# What is needed
Set down word for word the lines that begin the entries and run through the line containing "fn cmp(&self, other: &Self)". Give nothing further.

Stored data:
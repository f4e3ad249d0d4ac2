mod dir;
mod store;
pub mod version;

pub use dir::{LoadError, NoteDir};
pub use store::{DuplicateVersionError, NotFoundError, NoteStore, ReleaseNote, Versions};
pub use version::{InvalidVersion, Prerelease, Version};
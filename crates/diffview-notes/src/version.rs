use std::{cmp::Ordering, fmt, str::FromStr};

#[cfg(feature = "miette")]
use miette::Diagnostic;
use thiserror::Error;

/// The version a release note is keyed by, e.g. `1.0.1` or `2.0.0-rc.1`.
///
/// Every version has exactly one spelling: numbers without leading zeros or signs, and a
/// lowercase prerelease label. Displaying a parsed version gives back the text it came from,
/// which is also the stem of its note's file name.
#[derive(Clone, Debug, Eq, Hash, PartialEq)]
pub struct Version {
    major: u64,
    minor: u64,
    patch: u64,
    pre: Option<Prerelease>,
}

impl Version {
    #[must_use]
    pub const fn stable(major: u64, minor: u64, patch: u64) -> Self {
        Self {
            major,
            minor,
            patch,
            pre: None,
        }
    }

    #[must_use]
    pub const fn major(&self) -> u64 {
        self.major
    }

    #[must_use]
    pub const fn minor(&self) -> u64 {
        self.minor
    }

    #[must_use]
    pub const fn patch(&self) -> u64 {
        self.patch
    }

    #[must_use]
    pub const fn prerelease(&self) -> Option<&Prerelease> {
        self.pre.as_ref()
    }

    #[must_use]
    pub const fn is_prerelease(&self) -> bool {
        self.pre.is_some()
    }

    const fn release(&self) -> (u64, u64, u64) {
        (self.major, self.minor, self.patch)
    }
}

/// A release sorts after every one of its prereleases.
impl Ord for Version {
    fn cmp(&self, other: &Self) -> Ordering {
        self.release()
            .cmp(&other.release())
            .then_with(|| match (&self.pre, &other.pre) {
                (None, None) => Ordering::Equal,
                (None, Some(_)) => Ordering::Greater,
                (Some(_), None) => Ordering::Less,
                (Some(pre), Some(other_pre)) => pre.cmp(other_pre),
            })
    }
}

impl PartialOrd for Version {
    fn partial_cmp(&self, other: &Self) -> Option<Ordering> {
        Some(self.cmp(other))
    }
}

impl fmt::Display for Version {
    fn fmt(&self, f: &mut fmt::Formatter<'_>) -> fmt::Result {
        write!(f, "{}.{}.{}", self.major, self.minor, self.patch)?;
        if let Some(pre) = &self.pre {
            write!(f, "-{pre}")?;
        }
        Ok(())
    }
}

impl FromStr for Version {
    type Err = InvalidVersion;

    fn from_str(s: &str) -> Result<Self, Self::Err> {
        let invalid = |reason| InvalidVersion {
            version: s.to_string(),
            reason,
        };
        let (release, pre) = match s.split_once('-') {
            Some((release, pre)) => (release, Some(pre)),
            None => (s, None),
        };
        let parts: Vec<&str> = release.split('.').collect();
        let [major, minor, patch] = parts.as_slice() else {
            return Err(invalid(Reason::PartCount));
        };
        let number = |part: &str| canonical_number(part).ok_or_else(|| invalid(Reason::Number));
        Ok(Self {
            major: number(*major)?,
            minor: number(*minor)?,
            patch: number(*patch)?,
            pre: pre.map(Prerelease::parse).transpose().map_err(invalid)?,
        })
    }
}

/// Digits only, and no leading zero unless the number is zero.
fn canonical_number(part: &str) -> Option<u64> {
    let digits_only = !part.is_empty() && part.bytes().all(|byte| byte.is_ascii_digit());
    if !digits_only || (part.len() > 1 && part.starts_with('0')) {
        return None;
    }
    part.parse().ok()
}

/// The `rc.1` in `2.0.0-rc.1`. Labels compare alphabetically, then numbers numerically.
#[derive(Clone, Debug, Eq, Hash, Ord, PartialEq, PartialOrd)]
pub struct Prerelease {
    label: String,
    number: u64,
}

impl Prerelease {
    #[must_use]
    pub fn label(&self) -> &str {
        &self.label
    }

    #[must_use]
    pub const fn number(&self) -> u64 {
        self.number
    }

    fn parse(s: &str) -> Result<Self, Reason> {
        let (label, number) = s.split_once('.').ok_or(Reason::PrereleaseShape)?;
        let label_ok = !label.is_empty()
            && label
                .bytes()
                .all(|byte| byte.is_ascii_lowercase() || byte.is_ascii_digit());
        if !label_ok {
            return Err(Reason::Label);
        }
        Ok(Self {
            label: label.to_string(),
            number: canonical_number(number).ok_or(Reason::Number)?,
        })
    }
}

impl fmt::Display for Prerelease {
    fn fmt(&self, f: &mut fmt::Formatter<'_>) -> fmt::Result {
        write!(f, "{}.{}", self.label, self.number)
    }
}

#[derive(Clone, Copy, Debug, Eq, PartialEq)]
enum Reason {
    PartCount,
    Number,
    PrereleaseShape,
    Label,
}

impl fmt::Display for Reason {
    fn fmt(&self, f: &mut fmt::Formatter<'_>) -> fmt::Result {
        f.write_str(match self {
            Self::PartCount => "expected MAJOR.MINOR.PATCH",
            Self::Number => "numbers are plain digits with no leading zeros",
            Self::PrereleaseShape => "a prerelease looks like label.N",
            Self::Label => "a prerelease label is lowercase letters and digits",
        })
    }
}

#[derive(Clone, Debug, Eq, PartialEq, Error)]
#[cfg_attr(feature = "miette", derive(Diagnostic))]
#[error("{version} isn't a release version: {reason}")]
#[cfg_attr(
    feature = "miette",
    diagnostic(
        code(version::invalid),
        help("Release notes are keyed by versions like 1.0.1 or 2.0.0-rc.1")
    )
)]
pub struct InvalidVersion {
    pub version: String,
    reason: Reason,
}

#[cfg(test)]
#[allow(clippy::unwrap_used)]
mod test_version {
    use pretty_assertions::assert_eq;

    use super::*;

    #[test]
    fn parse_stable() {
        let version = Version::from_str("1.0.1").unwrap();
        assert_eq!(version, Version::stable(1, 0, 1));
        assert!(!version.is_prerelease());
    }

    #[test]
    fn parse_prerelease() {
        let version = Version::from_str("2.0.0-rc.3").unwrap();
        assert_eq!(version.major(), 2);
        let pre = version.prerelease().unwrap();
        assert_eq!(pre.label(), "rc");
        assert_eq!(pre.number(), 3);
    }

    #[test]
    fn display_round_trips() {
        for version in ["0.1.2", "10.20.30", "1.0.0-beta.0", "3.0.0-rc2.10"] {
            assert_eq!(Version::from_str(version).unwrap().to_string(), version);
        }
    }

    #[test]
    fn reject_garbage() {
        for version in ["", "1.0", "1.0.0.0", "v1.0.0", "1.0.0-rc", "1.0.0-.1", "1.0.x"] {
            let err = Version::from_str(version).unwrap_err();
            assert_eq!(err.version, version);
        }
    }

    #[test]
    fn reject_other_spellings() {
        for version in [
            "+1.0.0",
            "01.0.0",
            "1.00.0",
            "1.0.+1",
            "1.0.0-RC.1",
            "1.0.0-rc.01",
            "1.0.0-rc.+1",
            " 1.0.0",
        ] {
            assert!(Version::from_str(version).is_err(), "{version} parsed");
        }
    }

    #[test]
    fn prerelease_before_stable() {
        let pre = Version::from_str("1.0.0-rc.1").unwrap();
        let stable = Version::from_str("1.0.0").unwrap();
        let older = Version::from_str("0.9.9").unwrap();
        assert!(older < pre);
        assert!(pre < stable);
    }

    #[test]
    fn prerelease_ordering() {
        let alpha = Version::from_str("1.0.0-alpha.2").unwrap();
        let beta = Version::from_str("1.0.0-beta.1").unwrap();
        let beta_2 = Version::from_str("1.0.0-beta.2").unwrap();
        let beta_10 = Version::from_str("1.0.0-beta.10").unwrap();
        assert!(alpha < beta);
        assert!(beta < beta_2);
        assert!(beta_2 < beta_10);
    }

    #[test]
    fn numeric_not_lexical() {
        let nine = Version::from_str("1.9.0").unwrap();
        let ten = Version::from_str("1.10.0").unwrap();
        assert!(nine < ten);
    }
}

# Problem solution
repository f4e3ad249d0d4ac2
mod dir;
mod store;
pub mod version;

pub use dir::{LoadError, NoteDir};
pub use store::{DuplicateVersionError, NotFoundError, NoteStore, ReleaseNote, Versions};
pub use version::{InvalidVersion, Prerelease, Version};
filename crates/diffview-notes/src/version.rs
use std::{cmp::Ordering, fmt, str::FromStr};

#[cfg(feature = "miette")]
use miette::Diagnostic;
use thiserror::Error;

/// The version a release note is keyed by, e.g. `1.0.1` or `2.0.0-rc.1`.
///
/// Every version has exactly one spelling: numbers without leading zeros or signs, and a
/// lowercase prerelease label. Displaying a parsed version gives back the text it came from,
/// which is also the stem of its note's file name.
#[derive(Clone, Debug, Eq, Hash, PartialEq)]
pub struct Version {
    major: u64,
    minor: u64,
    patch: u64,
    pre: Option<Prerelease>,
}

impl Version {
    #[must_use]
    pub const fn stable(major: u64, minor: u64, patch: u64) -> Self {
        Self {
            major,
            minor,
            patch,
            pre: None,
        }
    }

    #[must_use]
    pub const fn major(&self) -> u64 {
        self.major
    }

    #[must_use]
    pub const fn minor(&self) -> u64 {
        self.minor
    }

    #[must_use]
    pub const fn patch(&self) -> u64 {
        self.patch
    }

    #[must_use]
    pub const fn prerelease(&self) -> Option<&Prerelease> {
        self.pre.as_ref()
    }

    #[must_use]
    pub const fn is_prerelease(&self) -> bool {
        self.pre.is_some()
    }

    const fn release(&self) -> (u64, u64, u64) {
        (self.major, self.minor, self.patch)
    }
}

/// A release sorts after every one of its prereleases.
impl Ord for Version {
    fn cmp(&self, other: &Self) -> Ordering {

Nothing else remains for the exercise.